I remember seeing this film when I was a teenager in the theater. I was excited to see the film that felt revolutionary at the time one of the first African-American westerns playing in a major movie theater. It was an event almost in my neighborhood as we had never really seen anything like this. Just the poster alone made it look cool and dangerous.
What we get from the film is not so much a historical account. It is more of a typical thriller that happens to be set up in a western. The touches of having woody strode begin the film by talking to the audience is a nice touch and a nod to him being a unsung player in quite a few Hollywood westerns.
The film plays well. Though plays like a race picture as most of the Caucasians are ruthless villains. Except for Stephen Baldwin who is a mercenary who joins the group and ends up heroic. In fact most of the characters are set up in a kind of cliché one dimensional role then we discover another side to them.
Mario Van Peebles seems like this film is more of a starring vehicle to show off his talents and sexiness. As he plays the leader of the group the strong silent type who seems more interested in looking sexy. Like he practiced his facial expressions in a mirror to get the right amount of drama from his looks. Billy Zane is chewing scenery as usual it is rare that I think I have ever seen him give a sincere performance.
It’s not that I think Mario Van Peebles is without talent. I think that as a follow-up to his debut film NEW JACK CITY this was a right step.

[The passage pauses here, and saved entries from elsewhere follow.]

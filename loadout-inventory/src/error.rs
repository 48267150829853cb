//! Error types for inventory operations.

use thiserror::Error;

/// Convenience alias for `Result<T, InventoryError>`.
pub type InventoryResult<T> = Result<T, InventoryError>;

/// Everything an inventory operation can report.
///
/// All variants are recoverable: the store that returned one is unchanged.
/// A search miss is not an error; it comes back as a
/// [`Probe`](loadout_collections::Probe) with no index.
#[derive(Error, Debug, Clone, PartialEq, Eq)]
pub enum InventoryError {
    /// A bounded store is at capacity.
    #[error("{store} is full ({capacity} records), rejected {rejected:?}")]
    Full {
        /// Which store refused the record.
        store: &'static str,
        /// The store's fixed capacity.
        capacity: usize,
        /// Name of the record that was not inserted.
        rejected: String,
    },

    /// No record has the requested name.
    #[error("no record named {name:?}")]
    NotFound {
        /// The name that was looked up.
        name: String,
    },

    /// A linked node could not be allocated.
    #[error("could not allocate a node for {name:?}")]
    Alloc {
        /// Name of the record that was not inserted.
        name: String,
    },

    /// A record field is wider than its fixed width.
    #[error("{field} is {len} characters, at most {max} allowed")]
    FieldTooLong {
        /// Which field, `"name"` or `"kind"`.
        field: &'static str,
        /// The field's width in characters.
        max: usize,
        /// Characters actually supplied.
        len: usize,
    },

    /// Configuration did not parse or failed validation.
    #[error("invalid configuration: {0}")]
    Config(String),

    /// A latency histogram could not be created.
    #[error("latency histogram: {0}")]
    Histogram(String),
}

impl InventoryError {
    pub(crate) fn not_found(name: &str) -> Self {
        Self::NotFound {
            name: name.to_owned(),
        }
    }
}
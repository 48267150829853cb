//! Comparison-counted lookups.
//!
//! Both searches report how many key comparisons they made alongside the
//! result, so callers can contrast sequential and halving search costs on
//! the same data.

use core::cmp::Ordering;

/// Outcome of a counted search.
#[derive(Debug, Clone, Copy, PartialEq, Eq, Default)]
pub struct Probe {
    /// Position of the match, or `None` if the key is absent.
    pub index: Option<usize>,
    /// Key comparisons performed.
    pub comparisons: u64,
}

impl Probe {
    /// A miss after `comparisons` comparisons.
    #[inline]
    pub const fn miss(comparisons: u64) -> Self {
        Self {
            index: None,
            comparisons,
        }
    }

    /// A hit at `index` after `comparisons` comparisons.
    #[inline]
    pub const fn hit(index: usize, comparisons: u64) -> Self {
        Self {
            index: Some(index),
            comparisons,
        }
    }

    /// Returns `true` if the key was found.
    #[inline]
    pub const fn found(&self) -> bool {
        self.index.is_some()
    }
}

/// Scans from the front and stops at the first element matching `pred`.
///
/// One comparison is counted per element visited, the matching one
/// included. A miss costs exactly as many comparisons as there are elements.
///
/// # Example
///
/// ```
/// use loadout_collections::search::linear_search;
///
/// let probe = linear_search(["a", "b", "c"].iter(), |s| **s == "b");
/// assert_eq!(probe.index, Some(1));
/// assert_eq!(probe.comparisons, 2);
/// ```
pub fn linear_search<I, F>(iter: I, mut pred: F) -> Probe
where
    I: IntoIterator,
    F: FnMut(&I::Item) -> bool,
{
    let mut comparisons = 0;
    for (i, item) in iter.into_iter().enumerate() {
        comparisons += 1;
        if pred(&item) {
            return Probe::hit(i, comparisons);
        }
    }
    Probe::miss(comparisons)
}

/// Classic midpoint binary search for `key` over `slice`.
///
/// `extract` pulls the search key out of each element and `compare` orders
/// an element key against `key`. One comparison is counted per midpoint
/// probed.
///
/// The slice must already be sorted ascending by the same key under the
/// same ordering. This is not checked: on unsorted input the result is
/// unspecified (a present key may be reported missing, or vice versa).
///
/// # Example
///
/// ```
/// use loadout_collections::search::binary_search_by_key;
///
/// let names = ["Escudo", "Motor", "Radar"];
/// let probe = binary_search_by_key(&names, "Radar", |s| *s, |a, b| a.cmp(b));
/// assert_eq!(probe.index, Some(2));
/// assert_eq!(probe.comparisons, 2);
/// ```
pub fn binary_search_by_key<T, K, E, C>(slice: &[T], key: &K, extract: E, mut compare: C) -> Probe
where
    K: ?Sized,
    E: Fn(&T) -> &K,
    C: FnMut(&K, &K) -> Ordering,
{
    let mut lo = 0usize;
    let mut hi = slice.len();
    let mut comparisons = 0;

    // Half-open [lo, hi); the midpoint matches (lo + hi - 1) / 2 on the
    // equivalent closed range.
    while lo < hi {
        let mid = lo + (hi - lo - 1) / 2;
        comparisons += 1;
        match compare(extract(&slice[mid]), key) {
            Ordering::Equal => return Probe::hit(mid, comparisons),
            Ordering::Less => lo = mid + 1,
            Ordering::Greater => hi = mid,
        }
    }

    Probe::miss(comparisons)
}

#[cfg(test)]
mod tests {
    use super::*;

    fn by_str(names: &[&'static str], key: &str) -> Probe {
        binary_search_by_key(names, key, |s| *s, |a, b| a.cmp(b))
    }

    #[test]
    fn linear_hit_counts_match() {
        let probe = linear_search([3, 1, 4], |&x| x == 3);
        assert_eq!(probe, Probe::hit(0, 1));
    }

    #[test]
    fn linear_miss_counts_every_element() {
        let probe = linear_search([3, 1, 4], |&x| x == 9);
        assert_eq!(probe, Probe::miss(3));
    }

    #[test]
    fn linear_empty_is_free() {
        let probe = linear_search(Vec::<u8>::new(), |_| true);
        assert_eq!(probe, Probe::miss(0));
    }

    #[test]
    fn binary_empty_is_free_miss() {
        assert_eq!(by_str(&[], "x"), Probe::miss(0));
    }

    #[test]
    fn binary_single_element() {
        assert_eq!(by_str(&["a"], "a"), Probe::hit(0, 1));
        assert_eq!(by_str(&["a"], "b"), Probe::miss(1));
    }

    #[test]
    fn binary_midpoint_first_probe() {
        // Closed range [0, 4] -> first midpoint 2.
        let names = ["a", "b", "c", "d", "e"];
        assert_eq!(by_str(&names, "c"), Probe::hit(2, 1));
    }

    #[test]
    fn binary_even_length_rounds_down() {
        // Closed range [0, 3] -> first midpoint 1.
        let names = ["a", "b", "c", "d"];
        assert_eq!(by_str(&names, "b"), Probe::hit(1, 1));
        assert_eq!(by_str(&names, "d"), Probe::hit(3, 3));
    }

    #[test]
    fn binary_finds_every_present_key_within_log_bound() {
        let names = ["Arco", "Bala", "Capa", "Dado", "Elmo", "Faca", "Gema", "Hora", "Isca", "Jipe"];
        let n = names.len() as u64;
        // ceil(log2(n + 1))
        let bound = u64::from(64 - n.leading_zeros());

        for (i, name) in names.iter().enumerate() {
            let probe = by_str(&names, name);
            assert_eq!(probe.index, Some(i), "{name}");
            assert!(probe.comparisons <= bound, "{name}: {}", probe.comparisons);
        }
    }

    #[test]
    fn binary_miss_between_and_outside() {
        let names = ["b", "d", "f"];
        assert!(!by_str(&names, "a").found());
        assert!(!by_str(&names, "c").found());
        assert!(!by_str(&names, "g").found());
    }

    #[test]
    fn binary_is_case_sensitive() {
        let names = ["Motor", "motor"];
        assert_eq!(by_str(&names, "motor").index, Some(1));
        assert!(!by_str(&names, "MOTOR").found());
    }

    #[test]
    fn binary_by_numeric_key() {
        let pairs = [(1, 'a'), (4, 'b'), (9, 'c')];
        let probe = binary_search_by_key(&pairs, &9, |p| &p.0, |a, b| a.cmp(b));
        assert_eq!(probe.index, Some(2));
    }
}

I think the marketing was wrong for the film. I can’t say who to fault him trying to hype the film as a must see for historical significance or the studio. It is what it is at this point.
The film can easily be seen as a vanity project. I just believe as a director he is more of a genre director he is more of a genre director. Not necessarily biting off more than he can chew. He is more a director grasping at something bigger than the simple material he is dealing with, Also when you wear 3 hats (Writer, Director, Actor) you are setting yourself up as you might think being good at Two, might overcome the weak 3rd, but if you are weak at any that is where you will be left to shown your weakness and will be attacked for it. It will be felt that you are too confident and showing off. Ego will always bring people to take you down. Especially coming off, of an acclaimed previous film. It might just be following the success of his first film, is to tell a basic movie story but try to fit it in to a social issue or historical reverence. Though it still has all the trappings of a traditional western including treasure and a revenge tale.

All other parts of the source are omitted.